Oymacılık insanlığın uyguladığı en eski süsleme sanatlarından biri olup tarih öncesi dönemlere ait kaya ve mağara resimleri -tabii boyalarla yapılanlar hariç- bir tür oymadır. Osmanlılar bu sanatın ustalarına nakkāş, nahhât, kendekâr, kalemkâr gibi isimler vermişlerdir. Oyma genelde taş, mermer, stuko, yeşim, akik, fildişi, boynuz, kemik, maden ve ahşap üzerine yapılmaktadır; bunların içinde en yaygın olanı ahşaptır. Malzemenin cinsine göre minkar, iskarpela, kalem denilen çeşitli kesici, delici, yontucu aletlerin kullanıldığı oymacılık genel olarak yüzey, üç boyutlu ve dekupe (kesme) türlerine ayrılan bir sanat dalıdır. Yüzey oymacılığı, günümüzde oymacılık denilince ilk akla gelen, sert malzeme üzerine farklı derinlikteki motiflerin içinin (oyma) veya dışının (kabartma) oyularak işlendiği türdür. Üç boyutlu oymacılık heykeltıraşlığın sert malzemeyi doğrudan oyarak işleyen çeşididir. Dekupe ise kıl testere ve ince eğeler yardımıyla belirli kalınlıktaki malzeme üzerine çizilen motifin kesilip yerinin boşaltılmasıyla yapılan oymacılıktır (kâğıt veya deriye çizilmiş motifin oyulup çıkarılarak başka bir kâğıt / deri üzerine yapıştırılması suretiyle yapılan süslemeler için bk. KATI‘).

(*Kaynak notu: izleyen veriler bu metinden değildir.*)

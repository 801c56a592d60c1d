//! Integration tests for configuration loading

use device_poc::infra::Config;
use std::io::Write;
use tempfile::NamedTempFile;

#[test]
fn test_load_config_from_file() {
    let mut temp_file = NamedTempFile::new().unwrap();

    let config_content = r#"
[platform]
org = "test-org"
id = "test-device"
auth_token = "test-token"
type = "test-type"

[mqtt]
host = "test-broker"
port = 1884
qos = 1

[publish]
interval_ms = 500

[http]
base_port = 9000
"#;

    temp_file.write_all(config_content.as_bytes()).unwrap();
    temp_file.flush().unwrap();

    let config = Config::from_file(temp_file.path()).unwrap();

    assert_eq!(config.org(), "test-org");
    assert_eq!(config.device_id(), "test-device");
    assert_eq!(config.auth_token(), "test-token");
    assert_eq!(config.device_type(), "test-type");
    assert_eq!(config.broker_host(), "test-broker");
    assert_eq!(config.broker_port(), 1884);
    assert_eq!(config.qos(), 1);
    assert_eq!(config.publish_interval_ms(), 500);
    assert_eq!(config.http_base_port(), 9000);
    assert_eq!(config.keepalive_port(), 9002);
    assert_eq!(config.client_id(), "d:test-org:test-type:test-device");
}

#[test]
fn test_partial_file_uses_section_defaults() {
    let mut temp_file = NamedTempFile::new().unwrap();

    let config_content = r#"
[platform]
org = "partial-org"
"#;

    temp_file.write_all(config_content.as_bytes()).unwrap();
    temp_file.flush().unwrap();

    let config = Config::from_file(temp_file.path()).unwrap();

    assert_eq!(config.org(), "partial-org");
    assert_eq!(config.device_id(), "");
    assert_eq!(config.broker_port(), 1883);
    assert_eq!(config.qos(), 0);
    assert_eq!(config.publish_interval_ms(), 3000);
    assert_eq!(config.http_base_port(), 8080);
    assert_eq!(config.broker_host(), "partial-org.messaging.internetofthings.ibmcloud.com");
}

#[test]
fn test_load_from_path_fallback() {
    let config = Config::load_from_path("/nonexistent/config.toml");
    assert_eq!(config.broker_port(), 1883);
    assert_eq!(config.qos(), 0);
    assert_eq!(config.publish_interval_ms(), 3000);
}

#[test]
fn test_env_overrides_file_identity() {
    let mut temp_file = NamedTempFile::new().unwrap();

    let config_content = r#"
[platform]
org = "file-org"
id = "file-device"
auth_token = "file-token"
type = "file-type"
"#;

    temp_file.write_all(config_content.as_bytes()).unwrap();
    temp_file.flush().unwrap();

    let mut config = Config::from_file(temp_file.path()).unwrap();
    config.overlay_env(|name| match name {
        "IOTF_ORG" => Some("env-org".to_string()),
        "IOTF_AUTHTOKEN" => Some("env-token".to_string()),
        _ => None,
    });

    assert_eq!(config.org(), "env-org");
    assert_eq!(config.auth_token(), "env-token");
    // values without an env override keep the file values
    assert_eq!(config.device_id(), "file-device");
    assert_eq!(config.device_type(), "file-type");
}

Eski Ahid’de geçen ve yapılması yasaklanan “oyma put” tabiriyle (Çıkış, 20/4; Levililer, 26/1; İşaya, 15, 17) dolaylı olarak heykeltıraşlık konusu dile getirilir. Süleyman Mâbedi’nin tezyinatıyla ilgili bilgilerde ise daha çok kabartma türü oymacılık işleri anlatılmaktadır (Hâkimler, 17/3-4; I. Krallar, 6/18, 32, 36, 7/26; II. Tarihler, 3/7; Hezekiel, 40/16, 26, 31, 34, 37); ayrıca kitapta “demir oyma kalemi” ve “kayaya yazı oymak” tabirleri de geçer (Eyub, 19/24). Kur’an’da Hz. İbrâhim’in, kavmini kendi elleriyle oydukları (yonttukları) putlara mı taptıklarını sorarak uyardığı (es-Sâffât 37/95) ve Kuzey Arabistan’ın Hicr bölgesinde kayalara oyulmuş evlerin bulunduğu (el-A‘râf 7/74; el-Hicr 15/82; eş-Şuarâ 26/149) belirtilir. Buranın kuzeyinde bulunan Nabatîler’in Petra şehri bölgedeki kaya oymacılığı açısından en önemli örnektir. Eski dünyadan günümüze Mısır mezarlarından çıkanlar dışında pek fazla ahşap oyma eser kalmamıştır. Buna karşılık Mısır dahil bütün Ön Asya’nın tarihî mâbed, mezar ve âbidelerinde taş işçiliğinin en güzel ürünlerini görmek mümkündür. Özellikle Mezopotamya mühürcülük sanatı örnekleri oymacılığın o dönemlerde ne kadar gelişmiş olduğunu göstermektedir. Aynı şekilde Nimrud, Ziviye, Korsâbâd gibi yerlerde bulunan fildişi parçalar da Fenike ve Asur fildişi oymacılığı hakkında bir fikir vermektedir.

Türkler’de oymacılık sanatının en eski örnekleri daha çok mezar başlarına dikilen heykellerde ve kitâbelerde görülmekte, ancak bu eserlerin başlangıçta genellikle Çin’den gelen ustalarca yapıldığı anlaşılmaktadır. Kül Tigin yazıtlarında yer alan ifadelerden Yolig (Yolluğ) Tigin’in Çin hakanından taş oymacı (bedizci) getirttiği ve gelen ustanın hakanın has oymacısı olduğu anlaşılmaktadır (Ögel, s. 166).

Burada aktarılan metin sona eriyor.